If you don’t give diligent attention to accounts receivable, collections can get messy – fast. Even if you feel that your A/R is running smoothly, it’s important to audit and clean up operations from time to time to ensure that your processes and cash flow stay manageable.
It may be a little late in the year for “spring cleaning,” but it’s still essential that you sweep out the clutter and unclog the stoppages in your A/R. Read on for three quick tips that can help your practice collect.
1. Purge Old Data
The best place to start in cleaning up A/R: take out the trash. The amount of patient data housed in your systems can be staggering, and if you haven’t been taking care to keep it up-to-date, it can easily get outdated and out of control.
It’s not enough to have your front desk staff collect billing and demographic data from new patients – or even to just ask for updated info at the first of the year. Have your employees at reception ask visitors to verify their patient information and insurance card data at every visit (less for high-frequency patients) then make the updates in your system immediately.
Once your process is revamped, take a deep dive into your data to see what you can get rid of. You don’t need to retain the data of patients who have long-ago left your practice – purge what you can, then perform some comparison checking between your balances and your data to get a handle on what may or may not get collected.
Are you waiting on a missed co-pay from a deceased patient or a vaccine reimbursement from a now-defunct payer? It might be financially worthwhile to just wipe those small balances from the books as losses, rather than put a wealth of time, money and effort into continually billing for them.
For large sums, continue to take appropriate collections measures and legal recourses, including to…
2. Collect From Recurring Patients
This one may seem obvious, but in many practices, patients with payment balances are frequently let of the hook from coughing up at the time of visit. Even if they’re asked to pay at the end of the encounter, their requests to just receive the bill in the mail oftentimes win out.
That can allow patients to accumulate aged balances that just get bigger and bigger as the patients continue to come in for care. Getting your A/R in order requires that you collect these existing balances on the date of service and eliminate them from your to-do list. But how should you go about it?
Your front desk attendants are your patients’ first point of contact with your practice and your best allies in this aspect of collections, so give them the notice and advance tools they need to procure payment on the day of a patient’s appointment.
Develop a system in which your administrators check the next day’s appointments for existing balances before making reminder calls or sending confirmation emails. In those communications, notify patients with outstanding balances that they will be expected to surrender payment as soon as they arrive.
When the patient arrives, staff should be firm about payment requirements and escalate the situation to a billing department rep or manager if a delinquent-payment patient refuses to pony up. Delineate specific policies regarding outstanding balances and provide staffers with adequate training to keep your inflow of cash from being stalled.

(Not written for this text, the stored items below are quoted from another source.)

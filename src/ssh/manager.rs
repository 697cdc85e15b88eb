// 全局 SSH 运行时与会话表

use std::collections::HashMap;
use std::future::Future;
use std::sync::{Arc, RwLock};

use once_cell::sync::Lazy;
use tokio::runtime::Runtime;
use tokio::sync::oneshot;
use tracing::{error, info};

use super::session::SshSession;

/// 全局 SSH 管理器
/// GPUI 线程没有 Tokio 运行时，所有 SSH / SFTP / 文件 IO 都派发到这里执行
pub struct SshManager {
    runtime: Runtime,
    /// Session ID -> Session
    sessions: RwLock<HashMap<String, Arc<SshSession>>>,
}

impl SshManager {
    fn new() -> Self {
        let runtime = tokio::runtime::Builder::new_multi_thread()
            .enable_all()
            .thread_name("ssh-worker")
            .build()
            .expect("Failed to create SSH Tokio runtime");

        Self {
            runtime,
            sessions: RwLock::new(HashMap::new()),
        }
    }

    /// 获取全局单例
    pub fn global() -> &'static SshManager {
        static MANAGER: Lazy<SshManager> = Lazy::new(SshManager::new);
        &MANAGER
    }

    /// 在运行时中执行任务，返回结果接收端（可在任意执行器上 await）
    pub fn run<T, F>(&self, task: F) -> oneshot::Receiver<T>
    where
        T: Send + 'static,
        F: Future<Output = T> + Send + 'static,
    {
        let (tx, rx) = oneshot::channel();
        self.runtime.spawn(async move {
            let _ = tx.send(task.await);
        });
        rx
    }

    /// 登记已认证的会话
    pub fn register_session(&self, session: SshSession) -> Arc<SshSession> {
        let session = Arc::new(session);
        match self.sessions.write() {
            Ok(mut sessions) => {
                sessions.insert(session.id().to_string(), session.clone());
            }
            Err(_) => error!("[SSH Manager] Session table poisoned, {} not registered", session.id()),
        }
        session
    }

    fn take_session(&self, id: &str) -> Option<Arc<SshSession>> {
        self.sessions.write().ok()?.remove(id)
    }

    /// 从会话表移除并在后台断开
    pub fn close_session(&self, id: &str) {
        let Some(session) = self.take_session(id) else {
            return;
        };
        self.runtime.spawn(async move {
            disconnect(&session).await;
        });
    }

    /// 断开全部会话（退出前调用）
    pub async fn close_all(&self) {
        let sessions: Vec<_> = match self.sessions.write() {
            Ok(mut sessions) => sessions.drain().map(|(_, s)| s).collect(),
            Err(_) => return,
        };
        for session in sessions {
            disconnect(&session).await;
        }
    }
}

async fn disconnect(session: &SshSession) {
    match session.close().await {
        Ok(()) => info!("[SSH Manager] Session {} closed", session.id()),
        Err(e) => error!("[SSH Manager] Failed to close session {}: {}", session.id(), e),
    }
}
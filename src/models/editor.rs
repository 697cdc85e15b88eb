// 编辑器数据模型：文件引用、编辑会话、传输关联

use std::path::{Path, PathBuf};

/// 文件位置类型
#[derive(Debug, Clone, Copy, PartialEq, Eq)]
pub enum FileKind {
    /// 本地文件
    Local,
    /// 远程文件（通过 SFTP 访问）
    Remote,
}

/// 文件引用（由调用方提供，编辑器不修改）
#[derive(Debug, Clone, PartialEq, Eq)]
pub struct FileRef {
    /// 父目录
    pub path: String,
    /// 文件名
    pub name: String,
    /// 本地 / 远程
    pub kind: FileKind,
    /// Unix 权限（如 0o644），未知时为 None
    pub mode: Option<u32>,
}

impl FileRef {
    pub fn local(path: impl Into<String>, name: impl Into<String>) -> Self {
        Self {
            path: path.into(),
            name: name.into(),
            kind: FileKind::Local,
            mode: None,
        }
    }

    pub fn remote(path: impl Into<String>, name: impl Into<String>) -> Self {
        Self {
            path: path.into(),
            name: name.into(),
            kind: FileKind::Remote,
            mode: None,
        }
    }

    /// 设置权限
    pub fn with_mode(mut self, mode: u32) -> Self {
        self.mode = Some(mode);
        self
    }

    pub fn is_remote(&self) -> bool {
        self.kind == FileKind::Remote
    }

    /// 拼接父目录和文件名得到绝对路径
    /// 本地文件使用平台路径规则，远程文件使用 POSIX 规则
    pub fn resolved_path(&self) -> String {
        match self.kind {
            FileKind::Local => Path::new(&self.path)
                .join(&self.name)
                .to_string_lossy()
                .to_string(),
            FileKind::Remote => join_remote_path(&self.path, &self.name),
        }
    }
}

/// 拼接远程路径
pub fn join_remote_path(base: &str, name: &str) -> String {
    if base == "/" {
        format!("/{}", name)
    } else {
        format!("{}/{}", base.trim_end_matches('/'), name)
    }
}

/// 拆分远程路径为 (父目录, 文件名)
pub fn split_remote_path(path: &str) -> (String, String) {
    let trimmed = path.trim_end_matches('/');
    match trimmed.rfind('/') {
        Some(0) => ("/".to_string(), trimmed[1..].to_string()),
        Some(idx) => (trimmed[..idx].to_string(), trimmed[idx + 1..].to_string()),
        None => (".".to_string(), trimmed.to_string()),
    }
}

/// 命令行目标解析结果
#[derive(Debug, Clone, PartialEq, Eq)]
pub enum EditTarget {
    /// 本地文件
    Local(FileRef),
    /// 远程文件：[user@]host:path
    Remote {
        user: Option<String>,
        host: String,
        file: FileRef,
    },
}

impl EditTarget {
    /// 解析 `[user@]host:/path` 或本地路径
    pub fn parse(target: &str) -> Self {
        if let Some((host_part, path)) = target.split_once(':') {
            // Windows 盘符（C:\...）按本地路径处理
            let is_drive = host_part.len() == 1
                && host_part.chars().all(|c| c.is_ascii_alphabetic());
            let is_host = !host_part.is_empty()
                && !host_part.contains('/')
                && !host_part.contains('\\')
                && !is_drive;

            if is_host && !path.is_empty() {
                let (user, host) = match host_part.rsplit_once('@') {
                    Some((user, host)) => (Some(user.to_string()), host.to_string()),
                    None => (None, host_part.to_string()),
                };
                let (parent, name) = split_remote_path(path);
                return EditTarget::Remote {
                    user,
                    host,
                    file: FileRef::remote(parent, name),
                };
            }
        }

        let local = Path::new(target);
        let parent = local
            .parent()
            .map(|p| p.to_string_lossy().to_string())
            .filter(|p| !p.is_empty())
            .unwrap_or_else(|| ".".to_string());
        let name = local
            .file_name()
            .map(|n| n.to_string_lossy().to_string())
            .unwrap_or_default();
        EditTarget::Local(FileRef::local(parent, name))
    }

    /// 获取文件引用
    pub fn file(&self) -> &FileRef {
        match self {
            EditTarget::Local(file) => file,
            EditTarget::Remote { file, .. } => file,
        }
    }
}

/// 编辑会话（对话框内部状态）
#[derive(Debug, Clone, PartialEq, Eq)]
pub struct EditSession {
    /// 已加载的文本
    pub text: String,
    /// 解析后的绝对路径
    pub path: String,
    /// 是否加载中（加载中禁用保存和重置）
    pub loading: bool,
}

impl Default for EditSession {
    fn default() -> Self {
        Self {
            text: String::new(),
            path: "loading...".to_string(),
            loading: true,
        }
    }
}

/// 外置编辑关联：本地临时文件 <-> 远程原文件
#[derive(Debug, Clone, PartialEq, Eq)]
pub struct TransferLink {
    pub remote_path: String,
    pub local_path: PathBuf,
    pub file: FileRef,
}

#[cfg(test)]
mod tests {
    use super::*;

    #[test]
    fn test_join_remote_path() {
        assert_eq!(join_remote_path("/", "etc"), "/etc");
        assert_eq!(join_remote_path("/home/user", "a.txt"), "/home/user/a.txt");
        assert_eq!(join_remote_path("/home/user/", "a.txt"), "/home/user/a.txt");
    }

    #[test]
    fn test_split_remote_path() {
        assert_eq!(
            split_remote_path("/etc/hosts"),
            ("/etc".to_string(), "hosts".to_string())
        );
        assert_eq!(
            split_remote_path("/hosts"),
            ("/".to_string(), "hosts".to_string())
        );
        assert_eq!(
            split_remote_path("notes.md"),
            (".".to_string(), "notes.md".to_string())
        );
    }

    #[test]
    fn test_resolved_path() {
        let remote = FileRef::remote("/var/www/", "index.html");
        assert_eq!(remote.resolved_path(), "/var/www/index.html");

        let local = FileRef::local("/tmp", "a.txt");
        assert_eq!(
            PathBuf::from(local.resolved_path()),
            Path::new("/tmp").join("a.txt")
        );
    }

    #[test]
    fn test_parse_remote_target() {
        let target = EditTarget::parse("root@example.com:/etc/nginx/nginx.conf");
        assert_eq!(
            target,
            EditTarget::Remote {
                user: Some("root".to_string()),
                host: "example.com".to_string(),
                file: FileRef::remote("/etc/nginx", "nginx.conf"),
            }
        );

        let target = EditTarget::parse("box:notes.md");
        assert_eq!(
            target,
            EditTarget::Remote {
                user: None,
                host: "box".to_string(),
                file: FileRef::remote(".", "notes.md"),
            }
        );
    }

    #[test]
    fn test_parse_local_target() {
        assert_eq!(
            EditTarget::parse("/tmp/a.txt"),
            EditTarget::Local(FileRef::local("/tmp", "a.txt"))
        );
        assert_eq!(
            EditTarget::parse("a.txt"),
            EditTarget::Local(FileRef::local(".", "a.txt"))
        );
        assert_eq!(EditTarget::parse("C:\\notes.txt").file().kind, FileKind::Local);
    }

    #[test]
    fn test_default_session_is_loading() {
        let session = EditSession::default();
        assert!(session.loading);
        assert_eq!(session.path, "loading...");
        assert!(session.text.is_empty());
    }
}
// 本地数据持久化服务

use anyhow::{Context, Result};
use std::fs;
use std::path::{Path, PathBuf};

use crate::models::AppSettings;

/// 获取配置目录路径
/// macOS: ~/Library/Application Support/shelledit
/// Linux: ~/.config/shelledit
/// Windows: C:\Users\<用户名>\AppData\Roaming\shelledit
pub fn get_config_dir() -> Result<PathBuf> {
    let config_dir = dirs::config_dir()
        .context("无法获取系统配置目录")?
        .join("shelledit");
    if !config_dir.exists() {
        fs::create_dir_all(&config_dir).context("无法创建配置目录")?;
    }
    Ok(config_dir)
}

// ======================== Settings 配置持久化 ========================

/// 获取设置配置文件路径
pub fn get_settings_file() -> Result<PathBuf> {
    Ok(get_config_dir()?.join("settings.json"))
}

/// 加载应用设置
pub fn load_settings() -> Result<AppSettings> {
    load_settings_from(&get_settings_file()?)
}

/// 保存应用设置
pub fn save_settings(settings: &AppSettings) -> Result<()> {
    save_settings_to(&get_settings_file()?, settings)
}

/// 从指定文件加载设置，文件不存在时返回默认值
pub fn load_settings_from(path: &Path) -> Result<AppSettings> {
    if !path.exists() {
        return Ok(AppSettings::default());
    }
    let content = fs::read_to_string(path).context("无法读取设置配置文件")?;
    let settings: AppSettings = serde_json::from_str(&content).context("无法解析设置配置文件")?;
    Ok(settings)
}

/// 保存设置到指定文件
pub fn save_settings_to(path: &Path, settings: &AppSettings) -> Result<()> {
    let content = serde_json::to_string_pretty(settings).context("无法序列化设置配置")?;
    fs::write(path, content).context("无法写入设置配置文件")?;
    Ok(())
}

#[cfg(test)]
mod tests {
    use super::*;
    use crate::models::settings::Language;

    #[test]
    fn test_missing_settings_file_yields_defaults() {
        let dir = tempfile::tempdir().unwrap();
        let settings = load_settings_from(&dir.path().join("settings.json")).unwrap();
        assert_eq!(settings, AppSettings::default());
    }

    #[test]
    fn test_settings_persist() {
        let dir = tempfile::tempdir().unwrap();
        let path = dir.path().join("settings.json");

        let mut settings = AppSettings::default();
        settings.theme.language = Language::English;
        settings.editor.external_editor_path = "/usr/bin/vim".to_string();
        save_settings_to(&path, &settings).unwrap();

        assert_eq!(load_settings_from(&path).unwrap(), settings);
    }

    #[test]
    fn test_corrupt_settings_file_is_an_error() {
        let dir = tempfile::tempdir().unwrap();
        let path = dir.path().join("settings.json");
        fs::write(&path, "{ not json").unwrap();
        assert!(load_settings_from(&path).is_err());
    }
}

3. Run Reports on Collections Trends
So you’ve dumped your unnecessary data and recouped what you were due. Now, you need to make sure you continue to keep things clean by doing the proper reporting.
“Failure to analyze collection performance can be a major headache,” writes Judy Capko of Physicians Practice. “Too often the staff is focused on getting the billing off their desks and the claims submitted, but have little time to follow up on receivables, analyze the practice’s financial performance, and improve collections.”
It’s critical to perform upkeep on your enhanced collections process by using the analytics capabilities of your practice management system to monitor A/R effectiveness.
Use your reporting capabilities to delineate remaining areas of weakness in A/R. Are you performing exceptionally when it comes to patient collections but still being stunted by a high percentage of denials or a low first-pass resolution rate?
Weekly analysis of your collection backlog and monthly review of outstanding A/R – along with other reports – will elucidate problematic trends. Once you know what areas to focus on, you can give proper attention to perfecting your performance in those areas.
Plus, continued monitoring is the only way to ensure you keep things orderly in accounts receivable. With effective reporting and analysis, you won’t need to do a “clean sweep” of A/R overhaul – you’ll be able to maintain cash flow by consistently reviewing your processes and performance.
How do you keep your accounts receivable operations running smoothly?